Saturday, April 21, 2012

Writing Bestsellers

Found this from NPR books: On Writing a Best-Seller

I'd love to write a longer commentary, but this appears to be background material for a piece on an author (James W. Hall, author of Hit Lit: Cracking the Code of the Twentieth Century's Biggest Bestsellers, which is, itself, as of the time of this writing, at exactly #1000 in book sales on Amazon).

Couple of reasons listed for books being bestsellers:
  • dealing with social issues (race, sex, etc.)
  • dealing with institutions and suspicion of institutions
  • outsiders as protagonists
Although this article has a subtitle "Shhh, there's a formula," I don't know if that's the way to look at it.  (Granted, I haven't read the book, although I might.  Might be fun to examine in the context of fantasy bestsellers.)  At any rate, if no social issues are at stake, and everyone is happy and well-adjusted, there's not much of a story that's likely to happen.  Only when you perturb the normal flow of life do you create something which will keep people's interest.

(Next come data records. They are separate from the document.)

mod detect;
mod layout;
mod simulate;
mod wiring;

use std::path::PathBuf;

use anyhow::{bail, Result};
use clap::{Parser, Subcommand};
use indicatif::{ProgressBar, ProgressStyle};
use organ_scan::sim::SimulatedLines;

use simulate::Script;
use wiring::Wiring;

#[derive(Parser)]
#[command(name = "organ-cli")]
#[command(about = "Organ console wiring checker and scan simulator")]
struct Cli {
    #[command(subcommand)]
    command: Command,
}

#[derive(Subcommand)]
enum Command {
    /// Validate a console wiring
    Check {
        /// TOML wiring file (default: the firmware's built-in wiring)
        #[arg(long)]
        wiring: Option<PathBuf>,
    },
    /// Print the key number of every matrix cell
    Layout {
        #[arg(long)]
        wiring: Option<PathBuf>,
        /// Only show this device
        #[arg(long)]
        device: Option<String>,
    },
    /// Run a switch script through the scan loop and print the notes sent
    Simulate {
        /// TOML script file
        script: PathBuf,
        #[arg(long)]
        wiring: Option<PathBuf>,
        /// No progress bar
        #[arg(short, long)]
        quiet: bool,
    },
    /// Detect a connected Arduino Mega
    Detect,
}

fn main() -> Result<()> {
    env_logger::init();
    let cli = Cli::parse();

    match cli.command {
        Command::Check { wiring } => {
            let wiring = Wiring::load(wiring.as_deref())?;
            let console = wiring.begin(&mut SimulatedLines::new())?;
            for (device, id) in wiring.devices.iter().zip(console.scanner.ids()) {
                let config = &device.config;
                println!(
                    "{} {:<14} {:<8} ch {}  {} strobes x {} senses, {} keys",
                    id,
                    device.name,
                    device.division,
                    device.division.channel(),
                    config.strobes.len(),
                    config.senses.len(),
                    config.cells().count()
                );
            }
            if let Some(t) = wiring.transpose {
                println!("transpose buttons on {} and {}", t.up, t.down);
            }
            println!("Wiring OK.");
        }
        Command::Layout { wiring, device } => {
            let wiring = Wiring::load(wiring.as_deref())?;
            if let Some(name) = &device {
                if wiring.find(name).is_none() {
                    bail!("no device named `{}`", name);
                }
            }
            print!("{}", layout::render(&wiring, device.as_deref()));
        }
        Command::Simulate {
            script,
            wiring,
            quiet,
        } => {
            let wiring = Wiring::load(wiring.as_deref())?;
            let script = Script::load(&script)?;

            let pb = if quiet {
                None
            } else {
                let pb = ProgressBar::new(script.frames());
                pb.set_style(
                    ProgressStyle::default_bar()
                        .template("{msg} [{bar:40.cyan/blue}] {pos}/{len} scans")?
                        .progress_chars("=> "),
                );
                pb.set_message("Scanning");
                Some(pb)
            };

            let events = simulate::run(&wiring, &script, pb.as_ref())?;
            if let Some(pb) = &pb {
                pb.finish_with_message("Scanned");
            }

            for event in &events {
                println!("{}", event);
            }
            println!("{} events", events.len());
        }
        Command::Detect => {
            let boards = detect::find_boards()?;
            if boards.is_empty() {
                println!("No Arduino Mega detected.");
                println!("Check the USB cable; the console enumerates as a serial device.");
            }
            for board in boards {
                println!(
                    "Arduino Mega 2560 on bus {:03} device {:03} ({:04x}:{:04x})",
                    board.bus, board.address, board.vendor_id, board.product_id
                );
            }
        }
    }

    Ok(())
}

I cringe at the idea of formulaic fiction.  It does seem to be successful (Terry Brooks and L.E. Modesitt, Jr., in the fantasy genre, have both written the same book over and over again and both are "New York Times bestselling authors.")  And people often make the argument that there's nothing in fantasy that's original (I'm wishy-washy on that one, probably because I don't want it to be true).  Of course, when someone does write something original, half the Amazon reviewers complain that it's too weird.  Argh, I give up.